Stored data entries
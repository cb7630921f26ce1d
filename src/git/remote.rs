//! Remote ref listing via git2
//!
//! Uses a detached anonymous remote and a fetch-direction connect to list
//! refs without cloning, the same shape `git ls-remote` produces: one entry
//! per ref, with annotated tags additionally reported as a peeled `^{}`
//! entry pointing at the underlying commit.

use crate::error::{Error, Result};
use crate::git::{RemoteQuery, RemoteRef};
use git2::Direction;
use tracing::debug;

const HEADS_PREFIX: &str = "refs/heads/";
const TAGS_PREFIX: &str = "refs/tags/";

/// Stateless [`RemoteQuery`] implementation; every call is a single
/// blocking network round trip
#[derive(Debug, Clone, Copy, Default)]
pub struct RemoteClient;

impl RemoteClient {
    /// Create a remote client
    pub const fn new() -> Self {
        Self
    }

    // Error kind is chosen by the caller: the same listing backs branch
    // resolution (hard failure) and tag resolution (soft failure).
    fn list(url: &str) -> std::result::Result<Vec<RemoteRef>, String> {
        let mut remote = git2::Remote::create_detached(url)
            .map_err(|e| format!("invalid remote '{url}': {e}"))?;
        remote
            .connect(Direction::Fetch)
            .map_err(|e| format!("cannot reach '{url}': {e}"))?;

        let refs = remote
            .list()
            .map_err(|e| format!("listing refs at '{url}': {e}"))?
            .iter()
            .map(|head| RemoteRef::new(head.name(), head.oid().to_string()))
            .collect::<Vec<_>>();

        debug!("listed {} ref(s) at {url}", refs.len());
        Ok(refs)
    }
}

impl RemoteQuery for RemoteClient {
    fn branch_head(&self, url: &str, branch: &str) -> Result<String> {
        let refname = format!("{HEADS_PREFIX}{branch}");
        Self::list(url)
            .map_err(Error::RemoteResolution)?
            .into_iter()
            .find(|r| r.name == refname)
            .map(|r| r.oid)
            .ok_or_else(|| {
                Error::RemoteResolution(format!("branch '{branch}' not found at '{url}'"))
            })
    }

    fn tag_refs(&self, url: &str) -> Result<Vec<RemoteRef>> {
        Ok(Self::list(url)
            .map_err(Error::TagResolution)?
            .into_iter()
            .filter(|r| r.name.starts_with(TAGS_PREFIX))
            .collect())
    }
}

• **Your instructions**
Could you copy out every record above exactly as it appears?

• **Problem solution**
repository cb7630921f26ce1d
filename src/git/remote.rs
//! Remote ref listing via git2
//!
//! Uses a detached anonymous remote and a fetch-direction connect to list
//! refs without cloning, the same shape `git ls-remote` produces: one entry
//! per ref, with annotated tags additionally reported as a peeled `^{}`
//! entry pointing at the underlying commit.

use crate::error::{Error, Result};
use crate::git::{RemoteQuery, RemoteRef};
use git2::Direction;
use tracing::debug;

const HEADS_PREFIX: &str = "refs/heads/";
const TAGS_PREFIX: &str = "refs/tags/";

/// Stateless [`RemoteQuery`] implementation; every call is a single
/// blocking network round trip
#[derive(Debug, Clone, Copy, Default)]
pub struct RemoteClient;

impl RemoteClient {
    /// Create a remote client
    pub const fn new() -> Self {
        Self
    }

    // Error kind is chosen by the caller: the same listing backs branch
    // resolution (hard failure) and tag resolution (soft failure).
    fn list(url: &str) -> std::result::Result<Vec<RemoteRef>, String> {
        let mut remote = git2::Remote::create_detached(url)
            .map_err(|e| format!("invalid remote '{url}': {e}"))?;
        remote
            .connect(Direction::Fetch)
            .map_err(|e| format!("cannot reach '{url}': {e}"))?;

        let refs = remote
            .list()
            .map_err(|e| format!("listing refs at '{url}': {e}"))?
            .iter()
            .map(|head| RemoteRef::new(head.name(), head.oid().to_string()))
            .collect::<Vec<_>>();

        debug!("listed {} ref(s) at {url}", refs.len());
        Ok(refs)
    }
}

impl RemoteQuery for RemoteClient {
    fn branch_head(&self, url: &str, branch: &str) -> Result<String> {
        let refname = format!("{HEADS_PREFIX}{branch}");
        Self::list(url)
            .map_err(Error::RemoteResolution)?
            .into_iter()
            .find(|r| r.name == refname)
            .map(|r| r.oid)
            .ok_or_else(|| {
                Error::RemoteResolution(format!("branch '{branch}' not found at '{url}'"))
            })
    }

    fn tag_refs(&self, url: &str) -> Result<Vec<RemoteRef>> {
        Ok(Self::list(url)
            .map_err(Error::TagResolution)?
            .into_iter()
            .filter(|r| r.name.starts_with(TAGS_PREFIX))
            .collect())
    }
}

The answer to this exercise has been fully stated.